_WORK ORDER_: Go to the line holding "filename src/domain/user/repository.rs" in the entries below and write out exactly every line down to and including the line holding "otherwise overwrites it.".
RECORD SET below:
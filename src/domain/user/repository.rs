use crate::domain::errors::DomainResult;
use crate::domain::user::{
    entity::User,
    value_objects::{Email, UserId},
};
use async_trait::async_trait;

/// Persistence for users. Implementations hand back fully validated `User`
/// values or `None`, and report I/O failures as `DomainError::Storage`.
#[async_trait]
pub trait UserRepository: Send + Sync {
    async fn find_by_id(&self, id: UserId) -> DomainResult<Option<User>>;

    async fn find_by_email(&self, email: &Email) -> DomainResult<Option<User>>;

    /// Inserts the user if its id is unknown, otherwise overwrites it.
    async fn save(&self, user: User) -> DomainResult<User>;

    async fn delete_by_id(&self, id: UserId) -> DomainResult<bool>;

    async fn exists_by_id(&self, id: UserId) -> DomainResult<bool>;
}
End of RECORD SET.
RECORD SET below:
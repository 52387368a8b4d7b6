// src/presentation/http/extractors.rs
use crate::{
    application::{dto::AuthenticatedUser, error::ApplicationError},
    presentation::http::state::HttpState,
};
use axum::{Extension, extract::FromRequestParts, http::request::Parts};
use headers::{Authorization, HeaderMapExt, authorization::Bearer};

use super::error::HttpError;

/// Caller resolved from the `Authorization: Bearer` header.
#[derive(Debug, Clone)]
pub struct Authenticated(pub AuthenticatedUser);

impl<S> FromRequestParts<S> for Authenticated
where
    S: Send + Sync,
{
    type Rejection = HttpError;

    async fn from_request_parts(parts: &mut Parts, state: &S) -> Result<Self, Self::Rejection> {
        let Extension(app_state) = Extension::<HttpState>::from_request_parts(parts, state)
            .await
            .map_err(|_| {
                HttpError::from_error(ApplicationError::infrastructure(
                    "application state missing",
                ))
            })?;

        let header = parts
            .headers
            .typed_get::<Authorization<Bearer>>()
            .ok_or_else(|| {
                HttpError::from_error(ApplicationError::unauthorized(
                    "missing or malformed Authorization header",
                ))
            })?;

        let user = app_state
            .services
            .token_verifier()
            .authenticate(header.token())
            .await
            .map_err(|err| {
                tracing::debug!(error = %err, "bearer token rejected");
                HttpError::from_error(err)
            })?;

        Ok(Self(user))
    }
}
End of RECORD SET.
_TASK RESULT_:
filename src/domain/user/repository.rs
use crate::domain::errors::DomainResult;
use crate::domain::user::{
    entity::User,
    value_objects::{Email, UserId},
};
use async_trait::async_trait;

/// Persistence for users. Implementations hand back fully validated `User`
/// values or `None`, and report I/O failures as `DomainError::Storage`.
#[async_trait]
pub trait UserRepository: Send + Sync {
    async fn find_by_id(&self, id: UserId) -> DomainResult<Option<User>>;

    async fn find_by_email(&self, email: &Email) -> DomainResult<Option<User>>;

    /// Inserts the user if its id is unknown, otherwise overwrites it.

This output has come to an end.